Entwicklungsminister Dirk Niebel verteidigt die Weigerung Deutschlands, sich an einem Kampfeinsatz in Libyen zu beteiligen. "Die Entwicklung in Libyen zeigt, dass es richtig war, sich an den Luftangriffen nicht zu beteiligen", sagte der FDP-Politiker dem "Hamburger Abendblatt" (Dienstagausgabe).
Niebel bekräftigt Nein zum Kampfeinsatz in Libyen
Hamburg (dapd). Entwicklungsminister Dirk Niebel verteidigt die Weigerung Deutschlands, sich an einem Kampfeinsatz in Libyen zu beteiligen. "Die Entwicklung in Libyen zeigt, dass es richtig war, sich an den Luftangriffen nicht zu beteiligen", sagte der FDP-Politiker dem "Hamburger Abendblatt" (Dienstagausgabe).

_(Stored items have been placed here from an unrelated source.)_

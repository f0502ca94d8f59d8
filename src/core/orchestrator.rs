//! Brain：Planner -> Executor -> Verifier 的有界编排循环
//!
//! 每轮：读取记忆快照并检索一次知识 -> 规划 -> 执行 -> 合成回复 -> 校验；
//! 拒绝时带提示重规划（最多 max_replans 次），通过时写入记忆并返回回复。
//! 截止时间覆盖整轮；终止失败连同 Goal / Plan / Trace / Verdict 一起记录日志。

use std::future::Future;
use std::sync::Arc;
use std::time::{Duration, Instant};

use chrono::Utc;
use serde_json::json;
use tokio::sync::broadcast;
use tracing::Instrument;
use uuid::Uuid;

use crate::cognition::{
    BrainEvent, ExecutionBudget, Executor, ExecutorConfig, PlanRequest, Planner, ReplanHint,
    RetryPolicy, Synthesizer, Verdict, Verifier,
};
use crate::core::error::OrchestratorFailure;
use crate::core::session::Session;
use crate::core::state::{BrainPhase, TurnState};
use crate::knowledge::{IngestReport, KnowledgeRetriever, Passage, RetrievalError};
use crate::memory::{
    remembered_fact, MemoryError, MemoryRecord, MemoryScope, MemorySnapshot, MemoryStore,
    FACT_PREFIX,
};
use crate::observability::TurnMetrics;
use crate::plan::{Goal, Plan, Trace};
use crate::tools::ToolRegistry;

/// 编排参数
#[derive(Debug, Clone)]
pub struct BrainConfig {
    /// 每轮最多重规划次数
    pub max_replans: u32,
    pub step_timeout_ms: u64,
    pub max_concurrent_steps: usize,
    pub retrieval_top_k: usize,
    /// 整轮截止时间
    pub turn_deadline_ms: u64,
    pub max_step_retries: u32,
    pub retry_backoff_ms: u64,
    pub max_context_turns: usize,
    /// 快照中最多带多少条长期事实
    pub max_facts: usize,
    /// 短期记录存活时间；None 表示只在会话结束时清理
    pub short_term_ttl_secs: Option<u64>,
}

impl Default for BrainConfig {
    fn default() -> Self {
        Self {
            max_replans: 2,
            step_timeout_ms: 10_000,
            max_concurrent_steps: 4,
            retrieval_top_k: 4,
            turn_deadline_ms: 60_000,
            max_step_retries: 2,
            retry_backoff_ms: 200,
            max_context_turns: 10,
            max_facts: 20,
            short_term_ttl_secs: None,
        }
    }
}

impl BrainConfig {
    pub fn executor_config(&self) -> ExecutorConfig {
        ExecutorConfig {
            max_concurrent_steps: self.max_concurrent_steps,
            step_timeout: Duration::from_millis(self.step_timeout_ms),
            retry: RetryPolicy::new(self.max_step_retries, Duration::from_millis(self.retry_backoff_ms)),
            retrieval_top_k: self.retrieval_top_k,
        }
    }
}

/// 一轮成功的结果
#[derive(Debug, Clone)]
pub struct TurnReply {
    pub text: String,
    pub goal_id: Uuid,
    /// 被接受的计划修订号
    pub revision: u32,
    pub replans: u32,
    pub metrics: TurnMetrics,
}

/// 一次校验的完整记录（用于持久化与失败日志）
struct Attempt {
    plan: Plan,
    trace: Trace,
    /// 取消时没有结论
    verdict: Option<Verdict>,
}

pub struct Brain {
    config: BrainConfig,
    registry: Arc<ToolRegistry>,
    memory: Arc<dyn MemoryStore>,
    retriever: Arc<KnowledgeRetriever>,
    planner: Planner,
    executor: Executor,
    verifier: Verifier,
    synthesizer: Synthesizer,
    events: broadcast::Sender<BrainEvent>,
}
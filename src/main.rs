//! Jarvis 命令行入口
//!
//! 初始化日志、加载配置、构建 Brain，可选导入知识库目录，然后进入逐行对话循环。

use std::io::Write;

use anyhow::Context;
use jarvis::config::load_config;
use jarvis::core::BrainBuilder;
use jarvis::observability;
use tokio::io::{AsyncBufReadExt, BufReader};

#[tokio::main]
async fn main() -> anyhow::Result<()> {
    observability::init();

    let config_path = std::env::args().nth(1).map(std::path::PathBuf::from);
    let cfg = load_config(config_path).context("Failed to load config")?;
    let brain = BrainBuilder::from_app_config(&cfg)
        .context("Failed to prepare brain")?
        .build()
        .context("Failed to build brain")?;

    if let Some(dir) = &cfg.app.knowledge_dir {
        let report = brain
            .ingest_dir(dir, &cfg.app.knowledge_glob)
            .await
            .with_context(|| format!("Failed to ingest {}", dir.display()))?;
        tracing::info!(
            documents = report.documents,
            chunks = report.chunks,
            skipped = report.skipped.len(),
            "knowledge ingested"
        );
    }

    let mut session = brain.new_session();
    println!("{} ready. Type \"exit\" to quit.", cfg.app.name);

    let mut lines = BufReader::new(tokio::io::stdin()).lines();
    loop {
        print!("You: ");
        std::io::stdout().flush().context("Failed to flush stdout")?;
        let Some(line) = lines.next_line().await.context("Failed to read input")? else {
            break;
        };
        let line = line.trim();
        if line.is_empty() {
            continue;
        }
        if matches!(line, "exit" | "quit") {
            break;
        }
        match brain.handle_turn(&mut session, line).await {
            Ok(reply) => println!("{}: {}", cfg.app.name, reply.text),
            Err(failure) => println!("{}: {}", cfg.app.name, failure.user_message()),
        }
    }

    brain
        .end_session(&session)
        .context("Failed to clean up session memory")?;
    Ok(())
}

Niebel fügte hinzu: "Deutschland sollte humanitäre Hilfe leisten, sobald das möglich wird. Außerdem sollten wir darauf hinwirken, dass der Einsatz im Rahmen der UN-Resolution 1973 bleibt - und nicht doch noch Bodentruppen entsandt werden." Die internationale Gemeinschaft müsse sich nun "verstärkt Gedanken machen über eine politische Lösung in Libyen", forderte der Minister.